Deciphering the co-evolutionary dynamics of L2 β-lactamases via Deep learning

L2 β-lactamases, a serine-based class A β-lactamases expressed by Stenotrophomonas maltophilia plays a pivotal role in antimicrobial resistance. However, limited studies have been conducted on these important enzymes. To understand the co-evolutionary dynamics of L2 β-lactamase, innovative computational methodologies, including adaptive sampling molecular dynamics simulations, and deep learning methods (convolutional variational autoencoders and BindSiteS-CNN) explored conformational changes and correlations within the L2 β-lactamase family together with other representative class A enzymes including SME-1 and KPC-2. This work also investigated the potential role of hydrophobic nodes and binding site residues in facilitating the functional mechanisms. The convergence of analytical approaches utilized in this effort yielded comprehensive insights into the dynamic behaviour of the β-lactamases, specifically from an evolutionary standpoint.

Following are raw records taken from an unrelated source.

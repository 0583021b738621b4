//! Redis lock backend.
//!
//! Implements the `palisade-sync` backend contract with one Redis key per
//! lock and atomic server-side scripts for every mutation. See
//! [`RedisSyncBackend`] for the consistency guarantees.

pub mod backend;
pub mod scripts;
pub mod settings;

pub use backend::RedisSyncBackend;
pub use settings::RedisSettings;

In addition, this analysis presents a promising approach for understanding how the class A β-lactamases evolve in response to environmental pressure and establishes a theoretical foundation for forthcoming endeavours in drug development aimed at combating antimicrobial resistance. ### Competing Interest Statement Dr. Bonomo reports grants from Entasis, Merck, Wockhardt, Shionogi, and Venatorx outside the submitted work. All the other authors have no conflict of interest.